A importância de saber escutar

É duro ter que reconhecer que a nossa empresa não faz as coisas como deveria. Frequentemente menosprezamos a opinião dos nossos clientes porque não gostamos de reconhecer que podemos ter-nos enganado, ou que descuidamos um determinado aspecto do nosso negócio. As consequências deste comportamento são, com frequência, desastrosas, porque apesar de corrigir um erro a tempo ser uma grande vitória, fazê-lo com demasiado atraso pode traduzir-se em perdas milionárias. E se não, que o digam a Ford. Nos anos 90, vários dos seus modelos 4x4 foram vítimas de falhas no desenho que provocavam incêndios espontâneos.

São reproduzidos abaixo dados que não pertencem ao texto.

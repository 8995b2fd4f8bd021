//! podgrid-persist — persistence collaborators for the cluster store.
//!
//! The store itself never touches disk. This crate moves its snapshot in
//! and out of durable storage and drives the periodic control loop.
//!
//! # Components
//!
//! - **`backend`** — the `StateBackend` contract and backend selection
//! - **`json_file`** — one JSON document on disk
//! - **`redb_store`** — embedded redb database, single write transaction per save
//! - **`control_loop`** — load, reconcile, schedule, save on an interval

pub mod backend;
pub mod control_loop;
pub mod error;
pub mod json_file;
pub mod redb_store;

pub use backend::{BackendKind, StateBackend, open_backend};
pub use control_loop::{ControlLoop, StateFn};
pub use error::{PersistError, PersistResult};
pub use json_file::JsonFileBackend;
pub use redb_store::RedbBackend;
//! podgrid-scheduler — pod placement for podgrid.
//!
//! Pure placement functions over a node set, plus the sweep that binds every
//! Pending pod through the `ClusterState` store.
//!
//! # Components
//!
//! - **`placement`** — eligibility filter and deterministic node ordering
//! - **`scheduler`** — the Pending-pod sweep (`schedule_pending_pods`)

pub mod placement;
pub mod scheduler;

pub use placement::{Rejection, check_node, choose_node, placement_order, rank_nodes};
pub use scheduler::{NO_FIT_MESSAGE, ScheduleReport, schedule_pending_pods};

Demorou cinco anos a reconhecer que os seus veículos tinham um problema na coluna de direcção, e quando o fez, viu-se obrigada a assumir o custo do maior programa de retirada de veículos da história.

O cliente deixa-nos continuamente pistas sobre o seu grau de aceitação dos produtos e serviços que pomos ao seu alcance. Por vezes utiliza os canais oficiais que lhes facilitamos para nos dar o seu parecer, e outras utiliza canais de carácter mais informal. Em todos estes casos, a opinião de um utilizador descontente é mais um golpe contra a confiança de futuros clientes.

As empresas, cada vez mais, têm que possuir a habilidade de entender o ambiente no qual se movem para se adaptarem melhor aos seus clientes. Foi o que aconteceu ao McDonald’s. O crescente interesse pela comida saudável na maioria dos países ocidentais, assim como pelos produtos locais, acabou por causar danos na maior cadeia de hamburguesas do mundo. Há uns anos, anunciou medidas estritas para fazer frente a uma preocupante queda dos seus benefícios.

Durante demasiado tempo, a sociedade avisou a multinacional de que os gostos dos consumidores estavam a mudar, mas esta não soube reagir com suficiente rapidez. Agora fez uma boa aposta em melhorar a qualidade dos seus produtos, incluindo novas receitas e produtos que atraiam de novo aqueles que acabaram por renegar aquilo que agora se qualifica de “comida sem qualidade”.

Outras empresas, como Adidas ou Nike, foram obrigadas a tomar medidas diante das numerosas campanhas de pressão que, nos últimos anos, condenaram as condições laborais dos seus empregados em fábricas localizadas em países como a China ou Indonésia. Meios de comunicação e organizações não governamentais passaram a canalizar o repúdio dos cidadãos em relação a determinadas práticas, o que não passou inadvertido àquelas empresas que entenderam a importância de atender ao que diz o mercado. Porque o mercado não só é a soma de milhares de indivíduos abstractos dispostos a consumir; é um conjunto de pessoas que pensam, sentem e actuam.

O cliente fala-nos. Só é preciso saber escutar e, evidentemente, por os meios para facilitar essa comunicação. Se existem os canais adequados, o passo seguinte é recompilar, processar e analisar essa informação. A tecnologia para levar isto a cabo existe, mas antes é preciso ter disposição para escutar. Não é uma opção: é uma necessidade.